Typical materials for ATR crystals include germanium, KRS-5 and zinc selenide, while silicon is ideal for use in the Far-IR region of the electromagnetic spectrum. The excellent mechanical properties of diamond make it an ideal material for ATR, particularly when studying very hard solids, but its much higher cost means it is less widely used. The shape of the crystal depends on the type of spectrometer and nature of the sample. With dispersive spectrometers, the crystal is a rectangular slab with chamfered edges, seen in cross-section in the illustrations. Other geometries use prisms, half-spheres, or thin sheets.

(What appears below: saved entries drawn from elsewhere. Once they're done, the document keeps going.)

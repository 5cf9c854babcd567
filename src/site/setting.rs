//! 基于 YAML 站点定义与正则表达式的 [`SiteProfile`] 实现。
//!
//! 模式与模板中可以用 `\k<name>` 引用已知的值：在正则中会被转义后代入，在 URL 模板中原样代入。

use std::collections::BTreeMap;
use std::fs;
use std::path::Path;
use std::sync::OnceLock;

use regex::{Captures, Regex};
use serde::Deserialize;

use super::{FieldMatch, SiteError, SiteField, SiteProfile, WorkLocator};

static PLACEHOLDER_RE: OnceLock<Regex> = OnceLock::new();

fn placeholder_re() -> &'static Regex {
    PLACEHOLDER_RE.get_or_init(|| Regex::new(r"\\k<(\w+)>").expect("valid placeholder regex"))
}

/// 把 `\k<name>` 替换为对应的值；未知的名字替换为空。
pub fn expand_placeholders(
    template: &str,
    values: &BTreeMap<String, String>,
    escape: bool,
) -> String {
    placeholder_re()
        .replace_all(template, |caps: &Captures| {
            let value = values.get(&caps[1]).map(String::as_str).unwrap_or("");
            if escape {
                regex::escape(value)
            } else {
                value.to_string()
            }
        })
        .into_owned()
}

#[derive(Debug, Clone, Deserialize)]
pub struct SiteDefinition {
    pub name: String,
    pub domain: String,
    /// 站点首页模板，可引用 `name` / `domain`。
    #[serde(default)]
    pub top_url: Option<String>,
    /// 匹配目标 URL 的正则，命名分组会成为定位值。
    pub url: String,
    pub toc_url: String,
    #[serde(default = "default_encoding")]
    pub encoding: String,
    #[serde(default)]
    pub confirm_over18: bool,
    #[serde(default)]
    pub narou_api_url: Option<String>,
    #[serde(default)]
    pub txtdownload_url: Option<String>,
    pub title: String,
    #[serde(default)]
    pub author: Option<String>,
    #[serde(default)]
    pub story: Option<String>,
    #[serde(default)]
    pub tcode: Option<String>,
    pub subtitles: String,
}

fn default_encoding() -> String {
    "UTF-8".to_string()
}

#[derive(Debug)]
pub struct RegexSiteProfile {
    def: SiteDefinition,
    base_values: BTreeMap<String, String>,
    url_re: Regex,
}

impl RegexSiteProfile {
    pub fn load_file(path: &Path) -> Result<Self, SiteError> {
        let raw = fs::read_to_string(path).map_err(|source| SiteError::Io {
            path: path.to_path_buf(),
            source,
        })?;
        let def: SiteDefinition =
            serde_yaml::from_str(&raw).map_err(|source| SiteError::Yaml {
                path: path.to_path_buf(),
                source,
            })?;
        Self::new(def)
    }

    /// 编译 URL 模式并预先检查字段模式。字段模式依赖定位值，这里用空值代入做语法检查。
    pub fn new(def: SiteDefinition) -> Result<Self, SiteError> {
        let mut base_values = BTreeMap::new();
        base_values.insert("name".to_string(), def.name.clone());
        base_values.insert("domain".to_string(), def.domain.clone());
        if let Some(top) = def.top_url.as_deref() {
            let top = expand_placeholders(top, &base_values, false);
            base_values.insert("top_url".to_string(), top);
        }

        let url_re = Regex::new(&expand_placeholders(&def.url, &base_values, true)).map_err(
            |source| SiteError::Regex {
                site: def.name.clone(),
                field: "url",
                source,
            },
        )?;

        let profile = Self {
            def,
            base_values,
            url_re,
        };
        let empty = WorkLocator::default();
        for field in [
            SiteField::Title,
            SiteField::Author,
            SiteField::Story,
            SiteField::Tcode,
            SiteField::Subtitles,
        ] {
            profile.compile(field, &empty)?;
        }
        Ok(profile)
    }

    fn pattern(&self, field: SiteField) -> Option<&str> {
        match field {
            SiteField::Title => Some(&self.def.title),
            SiteField::Author => self.def.author.as_deref(),
            SiteField::Story => self.def.story.as_deref(),
            SiteField::Tcode => self.def.tcode.as_deref(),
            SiteField::Subtitles => Some(&self.def.subtitles),
        }
    }

    fn compile(&self, field: SiteField, locator: &WorkLocator) -> Result<Option<Regex>, SiteError> {
        let Some(pattern) = self.pattern(field) else {
            return Ok(None);
        };
        let expanded = expand_placeholders(pattern, locator.values(), true);
        Regex::new(&expanded)
            .map(Some)
            .map_err(|source| SiteError::Regex {
                site: self.def.name.clone(),
                field: field.key(),
                source,
            })
    }
}

fn to_field_match(re: &Regex, caps: &Captures) -> FieldMatch {
    let values = re
        .capture_names()
        .flatten()
        .filter_map(|name| caps.name(name).map(|m| (name.to_string(), m.as_str().to_string())))
        .collect();
    let end = caps.get(0).map(|m| m.end()).unwrap_or(0);
    FieldMatch { values, end }
}

impl SiteProfile for RegexSiteProfile {
    fn name(&self) -> &str {
        &self.def.name
    }

    fn encoding(&self) -> &str {
        &self.def.encoding
    }

    fn confirm_over18(&self) -> bool {
        self.def.confirm_over18
    }

    fn narou_api_url(&self) -> Option<&str> {
        self.def.narou_api_url.as_deref()
    }

    fn locate(&self, url: &str) -> Option<WorkLocator> {
        let caps = self.url_re.captures(url)?;
        let mut values = self.base_values.clone();
        for name in self.url_re.capture_names().flatten() {
            if let Some(m) = caps.name(name) {
                values.insert(name.to_string(), m.as_str().to_string());
            }
        }
        let toc_url = expand_placeholders(&self.def.toc_url, &values, false);
        values.insert("toc_url".to_string(), toc_url);
        Some(WorkLocator::new(values))
    }

    fn match_field(
        &self,
        field: SiteField,
        text: &str,
        locator: &WorkLocator,
    ) -> Result<Option<FieldMatch>, SiteError> {
        let Some(re) = self.compile(field, locator)? else {
            return Ok(None);
        };
        Ok(re.captures(text).map(|caps| to_field_match(&re, &caps)))
    }

    fn match_all(
        &self,
        field: SiteField,
        text: &str,
        locator: &WorkLocator,
    ) -> Result<Vec<FieldMatch>, SiteError> {
        let Some(re) = self.compile(field, locator)? else {
            return Ok(Vec::new());
        };
        Ok(re
            .captures_iter(text)
            .map(|caps| to_field_match(&re, &caps))
            .collect())
    }

    fn txtdownload_url(&self, values: &BTreeMap<String, String>) -> Option<String> {
        let template = self.def.txtdownload_url.as_deref()?;
        Some(expand_placeholders(template, values, false))
    }
}

#[cfg(test)]
mod tests {
    use super::*;

    const NAROU: &str = include_str!("../../webnovel/ncode.syosetu.com.yaml");

    const TOC_HTML: &str = r#"<html><head><title>テスト作品</title></head>
<body>
<div class="novel_writername">作者：<a href="https://mypage.syosetu.com/1/">作者名</a></div>
<a href="/txtdownload/top/ncode/123456/">TXT</a>
<div id="novel_ex">一行目<br />
二行目</div>
<div class="index_box">
<div class="chapter_title">第一章</div>
<dl class="novel_sublist2">
<dd class="subtitle"><a href="/n0001a/1/">プロローグ</a></dd>
<dt class="long_update">2014/01/01 00:00</dt>
</dl>
<dl class="novel_sublist2">
<dd class="subtitle"><a href="/n0001a/2/">第1話</a></dd>
<dt class="long_update">2014/01/02 00:00<span title="2014/02/01 12:00 改稿">（<u>改</u>）</span></dt>
</dl>
</div>
</body></html>"#;

    fn narou() -> RegexSiteProfile {
        let def: SiteDefinition = serde_yaml::from_str(NAROU).unwrap();
        RegexSiteProfile::new(def).unwrap()
    }

    #[test]
    fn placeholders_are_escaped_only_in_patterns() {
        let mut values = BTreeMap::new();
        values.insert("domain".to_string(), "a.b".to_string());
        assert_eq!(expand_placeholders(r"x\k<domain>", &values, true), r"xa\.b");
        assert_eq!(expand_placeholders(r"x\k<domain>", &values, false), "xa.b");
        assert_eq!(expand_placeholders(r"\k<missing>/", &values, false), "/");
    }

    #[test]
    fn locates_work_from_any_page_url() {
        let site = narou();
        let loc = site.locate("https://ncode.syosetu.com/n0001a/5/").unwrap();
        assert_eq!(loc.ncode(), "n0001a");
        assert_eq!(loc.top_url(), "https://ncode.syosetu.com");
        assert_eq!(loc.toc_url(), "https://ncode.syosetu.com/n0001a/");
        assert_eq!(loc.domain(), "ncode.syosetu.com");
        assert!(site.locate("https://example.com/n0001a/").is_none());
    }

    #[test]
    fn extracts_toc_fields() {
        let site = narou();
        let loc = site.locate("https://ncode.syosetu.com/n0001a/").unwrap();
        let title = site.match_field(SiteField::Title, TOC_HTML, &loc).unwrap().unwrap();
        assert_eq!(title.value("title"), "テスト作品");
        let author = site.match_field(SiteField::Author, TOC_HTML, &loc).unwrap().unwrap();
        assert_eq!(author.value("author"), "作者名");
        let story = site.match_field(SiteField::Story, TOC_HTML, &loc).unwrap().unwrap();
        assert_eq!(story.value("story"), "一行目<br />\n二行目");
        let tcode = site.match_field(SiteField::Tcode, TOC_HTML, &loc).unwrap().unwrap();
        assert_eq!(tcode.value("tcode"), "123456");
    }

    #[test]
    fn subtitles_are_matched_in_order_with_optional_groups() {
        let site = narou();
        let loc = site.locate("https://ncode.syosetu.com/n0001a/").unwrap();
        let subs = site.match_all(SiteField::Subtitles, TOC_HTML, &loc).unwrap();
        assert_eq!(subs.len(), 2);

        assert_eq!(subs[0].value("index"), "1");
        assert_eq!(subs[0].value("chapter"), "第一章");
        assert_eq!(subs[0].value("subtitle"), "プロローグ");
        assert_eq!(subs[0].value("subdate"), "2014/01/01 00:00");
        assert_eq!(subs[0].value("subupdate"), "");

        assert_eq!(subs[1].value("index"), "2");
        assert_eq!(subs[1].value("href"), "/n0001a/2/");
        assert_eq!(subs[1].value("chapter"), "");
        assert_eq!(subs[1].value("subupdate"), "2014/02/01 12:00");
        assert!(subs[1].end > subs[0].end);
    }

    #[test]
    fn txtdownload_url_uses_merged_values() {
        let site = narou();
        let mut loc = site.locate("https://ncode.syosetu.com/n0001a/").unwrap();
        loc.insert("tcode", "123456");
        loc.insert("index", "2");
        let url = site.txtdownload_url(loc.values()).unwrap();
        assert!(url.starts_with("https://ncode.syosetu.com/txtdownload/dlstart/ncode/123456/"));
        assert!(url.contains("no=2"));
    }

    #[test]
    fn broken_pattern_is_rejected_at_load() {
        let yaml = NAROU.replace("subtitles: '", "subtitles: '(unclosed");
        let def: SiteDefinition = serde_yaml::from_str(&yaml).unwrap();
        let err = RegexSiteProfile::new(def).unwrap_err();
        assert!(matches!(err, SiteError::Regex { field: "subtitles", .. }));
    }
}
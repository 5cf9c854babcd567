//! 目录差分：找出需要（重新）下载的话。
//!
//! 新旧目录按 `index` 匹配，而不是按数组位置：站点插入或删除话数时位置会整体偏移，
//! 但 `index` 不变。

use std::collections::HashMap;

use super::models::SubtitleRecord;

/// 返回 `latest` 中需要下载的条目，保持 `latest` 的顺序。
///
/// - 没有旧目录时（首次下载）返回全部。
/// - 旧目录中不存在同 `index` 的条目 → 新话。
/// - 标题或章名不同 → 需要更新。
/// - 更新时间：旧值为空时，新值非空即视为更新；否则新值按字符串比较严格大于旧值才视为更新。
pub fn update_body_check(
    old: Option<&[SubtitleRecord]>,
    latest: &[SubtitleRecord],
) -> Vec<SubtitleRecord> {
    let Some(old) = old else {
        return latest.to_vec();
    };

    // rev(): on a duplicated index the earliest entry wins.
    let by_index: HashMap<&str, &SubtitleRecord> =
        old.iter().rev().map(|s| (s.index.as_str(), s)).collect();

    latest
        .iter()
        .filter(|latest| match by_index.get(latest.index.as_str()) {
            None => true,
            Some(old) => is_changed(old, latest),
        })
        .cloned()
        .collect()
}

fn is_changed(old: &SubtitleRecord, latest: &SubtitleRecord) -> bool {
    if old.subtitle != latest.subtitle {
        return true;
    }
    if old.chapter != latest.chapter {
        return true;
    }
    if old.subupdate.is_empty() {
        return !latest.subupdate.is_empty();
    }
    // Timestamps stay strings; zero-padded site formats sort correctly.
    latest.subupdate > old.subupdate
}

Infrared (IR) spectroscopy by ATR is applicable to the same chemical or biological systems as the transmission method. One advantage of ATR-IR over transmission-IR, is the limited path length into the sample. This avoids the problem of strong attenuation of the IR signal in highly absorbing media, such as aqueous solutions. For ultraviolet or visible light (UV/Vis) the evanescent light path gets short so that interaction with the sample is decreased with wavelength. For optically dense samples, this may allow for measurements with UV. Also, as no light path has to be established single shaft probes are used for process monitoring and are applicable in both the near and mid infrared spectrum.
Recently, ATR-IR has been applied to microfluidic flows of aqueous solutions by engineering microreactors with built-in apertures for the ATR crystal, allowing the flow within microchannels to pass across the crystal surface for characterisation, or in dedicated flow cells. The ability to passively characterise samples, with no sample preparation has also lead to the use of ATR-FTIR in studying trace evidence in forensic science.

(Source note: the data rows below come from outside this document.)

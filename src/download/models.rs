//! 同步相关的数据模型定义。
//!
//! 包含目录（TableOfContents）、章节条目（SubtitleRecord）、正文分段（SectionContent）
//! 以及一次同步的结果（SyncOutcome）。

use serde::{Deserialize, Serialize};

/// 站点目录页中的一话。`index` 是站点分配的序号，作为跨快照匹配的唯一键。
#[derive(Debug, Clone, Default, PartialEq, Eq, Serialize, Deserialize)]
pub struct SubtitleRecord {
    pub index: String,
    pub href: String,
    #[serde(default)]
    pub chapter: String,
    pub subtitle: String,
    pub file_subtitle: String,
    #[serde(default)]
    pub subdate: String,
    #[serde(default)]
    pub subupdate: String,
}

impl SubtitleRecord {
    /// `<index> <file_subtitle>`，章节文件与原始数据文件共用的主干名。
    pub fn file_stem(&self) -> String {
        format!("{} {}", self.index, self.file_subtitle)
    }
}

#[derive(Debug, Clone, Default, PartialEq, Eq, Serialize, Deserialize)]
pub struct TableOfContents {
    pub title: String,
    #[serde(default)]
    pub author: String,
    pub toc_url: String,
    #[serde(default)]
    pub story: String,
    #[serde(default)]
    pub subtitles: Vec<SubtitleRecord>,
}

#[derive(Debug, Clone, Default, PartialEq, Eq, Serialize, Deserialize)]
pub struct SectionContent {
    pub introduction: String,
    pub body: String,
    pub postscript: String,
}

/// 落盘的单话记录：目录条目 + 分段正文。
#[derive(Debug, Clone, Default, PartialEq, Eq, Serialize, Deserialize)]
pub struct SectionRecord {
    #[serde(flatten)]
    pub info: SubtitleRecord,
    pub element: SectionContent,
}

/// 作品类型：连载 / 短篇。数值与元数据 API 的 `noveltype` 保持一致。
#[derive(Debug, Clone, Copy, PartialEq, Eq)]
pub enum NovelType {
    Serial,
    ShortStory,
}

impl NovelType {
    pub fn from_code(code: u8) -> Self {
        if code == 2 {
            NovelType::ShortStory
        } else {
            NovelType::Serial
        }
    }

    pub fn code(self) -> u8 {
        match self {
            NovelType::Serial => 1,
            NovelType::ShortStory => 2,
        }
    }
}

#[derive(Debug, Clone, Copy, PartialEq, Eq)]
pub enum SyncOutcome {
    Failed,
    Canceled,
    NoChange,
    Ok,
}

#[derive(Debug, Clone, Copy, Default)]
pub struct SyncOptions {
    /// 忽略差分检测，全部重新下载。
    pub force: bool,
    /// 由 `download` 命令发起（只影响“新着”标记的显示）。
    pub from_download: bool,
}

/// 与已保存内容比较后的单话状态。
#[derive(Debug, Clone, Copy, PartialEq, Eq)]
pub enum ChapterStatus {
    New,
    Updated,
    Unchanged,
}
//! 抓取文本的预处理工具。
//!
//! 实体解码、换行统一、简介清理等纯文本操作。

use std::borrow::Cow;

// ── 实体解码 ────────────────────────────────────────────────────

/// 固定的命名实体表。按此顺序依次替换。
const ENTITIES: [(&str, &str); 6] = [
    ("&quot;", "\""),
    ("&amp;", "&"),
    ("&nbsp;", " "),
    ("&lt;", "<"),
    ("&gt;", ">"),
    ("&copy;", "(c)"),
];

/// 将固定集合内的命名实体还原为字面字符。
pub fn restore_entities(s: &str) -> Cow<'_, str> {
    if !ENTITIES.iter().any(|(entity, _)| s.contains(entity)) {
        return Cow::Borrowed(s);
    }

    let mut out = s.to_string();
    for (entity, literal) in ENTITIES {
        if out.contains(entity) {
            out = out.replace(entity, literal);
        }
    }
    Cow::Owned(out)
}

/// 所有抓取结果在进入解析前都要经过这里：实体还原 + 去掉 `\r`。
pub fn pretreatment_source(raw: &str) -> String {
    restore_entities(raw).replace('\r', "")
}

// ── 简介清理 ────────────────────────────────────────────────────

pub fn clean_story(story: &str) -> String {
    story.replace("<br />", "")
}

#[cfg(test)]
mod tests {
    use super::*;

    #[test]
    fn restores_every_entity_in_table() {
        let raw = "&quot;a&quot; &amp; b&nbsp;&lt;c&gt; &copy;2013";
        assert_eq!(restore_entities(raw), "\"a\" & b <c> (c)2013");
    }

    #[test]
    fn leaves_unknown_entities_alone() {
        assert_eq!(restore_entities("&hellip;&#12354;"), "&hellip;&#12354;");
        assert!(matches!(restore_entities("plain"), Cow::Borrowed(_)));
    }

    #[test]
    fn decoding_is_idempotent_once_no_entities_remain() {
        let samples = [
            "&lt;p&gt;本文&lt;/p&gt;",
            "Tom &amp; Jerry",
            "&nbsp;&nbsp;indent",
            "no entities here",
        ];
        for s in samples {
            let once = restore_entities(s).into_owned();
            let twice = restore_entities(&once).into_owned();
            assert_eq!(once, twice, "sample: {s}");
        }
    }

    #[test]
    fn pretreatment_strips_carriage_returns() {
        assert_eq!(pretreatment_source("a\r\nb&amp;c\r\n"), "a\nb&c\n");
    }

    #[test]
    fn story_br_tags_are_removed() {
        assert_eq!(clean_story("一行目<br />\n二行目"), "一行目\n二行目");
    }
}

ATR-FTIR is also used as a tool in pharmacological research to investigate protein/pharmaceutical interactions in detail. Water-soluble proteins to be investigated require Polyhistidine-tags, allowing the macromolecule to be anchored to a lipid bilayer, which is attached to a Germanium crystal or other suitable optical media. Internal reflection with and without applied pharmaceutical or ligand will produce difference spectra to study conformational changes of the proteins upon binding.
- Harrick, N.J. (1967). Internal Reflection Spectroscopy. John Wiley & Sons Inc. p. 342. ISBN 978-0-470-35250-2.

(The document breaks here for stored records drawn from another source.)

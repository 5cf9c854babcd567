//! 差分缓存：更新前的章节文件在被覆盖之前移入本次运行的快照目录。
//!
//! 快照位于 `<work>/本文/cache/<YYYY.MM.DD@HH;MM;SS>/`，以本次运行的开始时间命名。

use std::fs;
use std::io;
use std::path::{Path, PathBuf};

use time::OffsetDateTime;
use time::macros::format_description;
use tracing::{debug, info};

use crate::base_system::file_cleaner::{is_empty_dir, remove_dir_if_empty};
use crate::book_parser::book_manager::SECTION_SAVE_DIR_NAME;

pub const CACHE_SAVE_DIR_NAME: &str = "cache";

pub fn cache_root(work_dir: &Path) -> PathBuf {
    work_dir.join(SECTION_SAVE_DIR_NAME).join(CACHE_SAVE_DIR_NAME)
}

pub fn snapshot_name(started_at: OffsetDateTime) -> io::Result<String> {
    let format = format_description!("[year].[month].[day]@[hour];[minute];[second]");
    started_at.format(format).map_err(io::Error::other)
}

#[derive(Debug)]
pub struct DiffCache {
    section_dir: PathBuf,
    root: PathBuf,
    snapshot: Option<PathBuf>,
}

impl DiffCache {
    /// 仅当已有旧目录时才创建快照目录；首次下载没有可替换的文件。
    pub fn begin(
        work_dir: &Path,
        has_existing_toc: bool,
        started_at: OffsetDateTime,
    ) -> io::Result<Self> {
        let section_dir = work_dir.join(SECTION_SAVE_DIR_NAME);
        let root = cache_root(work_dir);
        let snapshot = if has_existing_toc {
            let dir = root.join(snapshot_name(started_at)?);
            fs::create_dir_all(&dir)?;
            debug!(target: "diff_cache", path = %dir.display(), "创建差分缓存");
            Some(dir)
        } else {
            None
        };
        Ok(Self {
            section_dir,
            root,
            snapshot,
        })
    }

    pub fn snapshot(&self) -> Option<&Path> {
        self.snapshot.as_deref()
    }

    /// 把 `本文/<file_name>` 移入快照。快照未启用或文件不存在时什么都不做。
    pub fn archive_if_present(&self, file_name: &str) -> io::Result<bool> {
        let Some(snapshot) = self.snapshot.as_deref() else {
            return Ok(false);
        };
        let src = self.section_dir.join(file_name);
        if !src.is_file() {
            return Ok(false);
        }
        fs::rename(&src, snapshot.join(file_name))?;
        Ok(true)
    }

    /// 本次没有写入任何章节，或者没有任何旧文件被移入时，删除快照。
    pub fn discard_if_empty(&mut self, any_writes: bool) -> io::Result<()> {
        let Some(snapshot) = self.snapshot.as_deref() else {
            return Ok(());
        };
        if !any_writes || is_empty_dir(snapshot)? {
            self.discard()?;
        }
        Ok(())
    }

    pub fn discard(&mut self) -> io::Result<()> {
        let Some(snapshot) = self.snapshot.take() else {
            return Ok(());
        };
        match fs::remove_dir_all(&snapshot) {
            Ok(()) => {}
            Err(e) if e.kind() == io::ErrorKind::NotFound => {}
            Err(e) => return Err(e),
        }
        info!(target: "diff_cache", path = %snapshot.display(), "已删除差分缓存");
        remove_dir_if_empty(&self.root)?;
        Ok(())
    }
}

/// 列出作品的所有快照目录，按名称（即时间）升序。
pub fn list_snapshots(work_dir: &Path) -> io::Result<Vec<PathBuf>> {
    let root = cache_root(work_dir);
    let entries = match fs::read_dir(&root) {
        Ok(entries) => entries,
        Err(e) if e.kind() == io::ErrorKind::NotFound => return Ok(Vec::new()),
        Err(e) => return Err(e),
    };
    let mut dirs = Vec::new();
    for entry in entries {
        let path = entry?.path();
        if path.is_dir() {
            dirs.push(path);
        }
    }
    dirs.sort();
    Ok(dirs)
}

- "FT-IR Spectroscopy—Attenuated Total Reflectance (ATR)" (PDF). Perkin Elmer Life and Analytical Sciences. 2005. Archived (PDF) from the original on 16 February 2007. Retrieved 2007-01-26.
- F. M. Mirabella, Jr., Practical Spectroscopy Series; Internal reflection spectroscopy: Theory and applications, Marcel Dekker, Inc.; Marcel Dekker, Inc., 1993, 17-52.
- Jesse Greener, Bardia Abbasi, Eugenia Kumacheva, Attenuated total reflection Fourier transform spectroscopy for on-chip monitoring of solute concentrations, Lab Chip, 10 (2010) 1561-1566.
-  Carter, C. F.; Lange, H.; Ley, S. V.; Baxendale, I. R.; Wittkamp, B.; Goode, J. G. & Gaunt, N. L. Org. Proc. Res.Dev. 14(2010)393-404
-  Minnich, C. B.; Sipeer, F.; Greiner, L. & Liauw, M. A. Ind. Eng. Chem. Res. 49(2010) 5530-5535.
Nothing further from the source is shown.